Prompt:
Only lines holding the word "HashMap" should be copied from the material.
________
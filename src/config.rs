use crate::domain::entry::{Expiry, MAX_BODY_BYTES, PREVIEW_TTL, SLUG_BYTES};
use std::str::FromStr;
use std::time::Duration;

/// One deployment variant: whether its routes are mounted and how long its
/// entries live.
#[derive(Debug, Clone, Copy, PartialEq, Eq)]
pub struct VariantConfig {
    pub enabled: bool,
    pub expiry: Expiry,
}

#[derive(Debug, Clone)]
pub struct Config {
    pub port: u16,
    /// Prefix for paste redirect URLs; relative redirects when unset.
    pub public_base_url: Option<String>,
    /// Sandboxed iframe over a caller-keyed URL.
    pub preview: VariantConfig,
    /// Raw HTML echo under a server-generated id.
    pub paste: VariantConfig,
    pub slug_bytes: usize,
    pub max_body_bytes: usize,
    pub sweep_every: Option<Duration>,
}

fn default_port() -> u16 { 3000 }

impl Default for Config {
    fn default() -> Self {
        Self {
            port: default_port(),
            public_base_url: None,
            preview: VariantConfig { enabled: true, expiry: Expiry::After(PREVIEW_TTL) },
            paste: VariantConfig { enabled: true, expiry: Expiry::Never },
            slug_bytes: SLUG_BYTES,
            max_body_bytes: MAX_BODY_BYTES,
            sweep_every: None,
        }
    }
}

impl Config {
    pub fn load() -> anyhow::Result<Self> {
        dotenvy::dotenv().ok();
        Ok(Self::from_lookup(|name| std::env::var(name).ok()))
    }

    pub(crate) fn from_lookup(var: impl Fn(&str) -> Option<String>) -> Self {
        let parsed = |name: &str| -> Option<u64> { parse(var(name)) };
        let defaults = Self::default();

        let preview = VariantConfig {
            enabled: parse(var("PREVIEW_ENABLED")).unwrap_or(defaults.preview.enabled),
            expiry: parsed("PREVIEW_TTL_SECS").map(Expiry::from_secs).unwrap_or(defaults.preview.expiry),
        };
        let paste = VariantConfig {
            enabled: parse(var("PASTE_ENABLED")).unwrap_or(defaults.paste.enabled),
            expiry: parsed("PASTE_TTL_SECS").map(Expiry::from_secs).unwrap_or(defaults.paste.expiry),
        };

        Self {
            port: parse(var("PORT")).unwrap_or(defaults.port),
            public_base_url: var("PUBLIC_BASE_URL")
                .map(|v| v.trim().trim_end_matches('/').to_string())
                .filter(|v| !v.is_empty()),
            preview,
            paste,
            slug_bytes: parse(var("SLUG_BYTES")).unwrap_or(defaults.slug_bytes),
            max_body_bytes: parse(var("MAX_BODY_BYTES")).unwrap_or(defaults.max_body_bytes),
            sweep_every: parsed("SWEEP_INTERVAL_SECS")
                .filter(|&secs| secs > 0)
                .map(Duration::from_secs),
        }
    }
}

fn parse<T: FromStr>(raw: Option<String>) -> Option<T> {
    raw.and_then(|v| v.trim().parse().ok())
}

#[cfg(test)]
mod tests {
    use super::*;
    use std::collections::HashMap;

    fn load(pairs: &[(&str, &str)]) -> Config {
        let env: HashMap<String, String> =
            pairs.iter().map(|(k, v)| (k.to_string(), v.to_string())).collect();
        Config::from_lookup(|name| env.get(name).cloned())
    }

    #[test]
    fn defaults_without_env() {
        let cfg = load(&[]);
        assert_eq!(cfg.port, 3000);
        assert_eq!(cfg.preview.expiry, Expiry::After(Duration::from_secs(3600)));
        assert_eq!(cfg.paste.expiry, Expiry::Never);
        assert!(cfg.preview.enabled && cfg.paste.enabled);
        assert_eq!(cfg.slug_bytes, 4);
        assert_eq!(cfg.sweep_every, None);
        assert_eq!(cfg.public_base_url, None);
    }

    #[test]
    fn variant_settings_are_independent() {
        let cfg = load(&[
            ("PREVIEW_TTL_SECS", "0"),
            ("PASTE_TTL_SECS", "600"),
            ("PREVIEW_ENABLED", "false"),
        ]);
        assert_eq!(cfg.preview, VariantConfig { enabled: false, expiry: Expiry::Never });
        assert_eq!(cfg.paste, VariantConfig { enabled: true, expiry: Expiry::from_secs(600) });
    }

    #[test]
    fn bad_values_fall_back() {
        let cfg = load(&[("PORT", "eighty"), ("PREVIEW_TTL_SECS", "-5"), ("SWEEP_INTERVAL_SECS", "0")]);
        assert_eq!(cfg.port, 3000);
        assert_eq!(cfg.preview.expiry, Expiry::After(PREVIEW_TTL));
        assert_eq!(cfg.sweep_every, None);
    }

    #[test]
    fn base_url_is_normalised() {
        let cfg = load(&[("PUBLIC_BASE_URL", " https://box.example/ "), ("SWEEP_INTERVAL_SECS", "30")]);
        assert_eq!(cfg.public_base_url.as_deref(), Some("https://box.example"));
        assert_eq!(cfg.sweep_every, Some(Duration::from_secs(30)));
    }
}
________
The completed task:
    use std::collections::HashMap;
        let env: HashMap<String, String> =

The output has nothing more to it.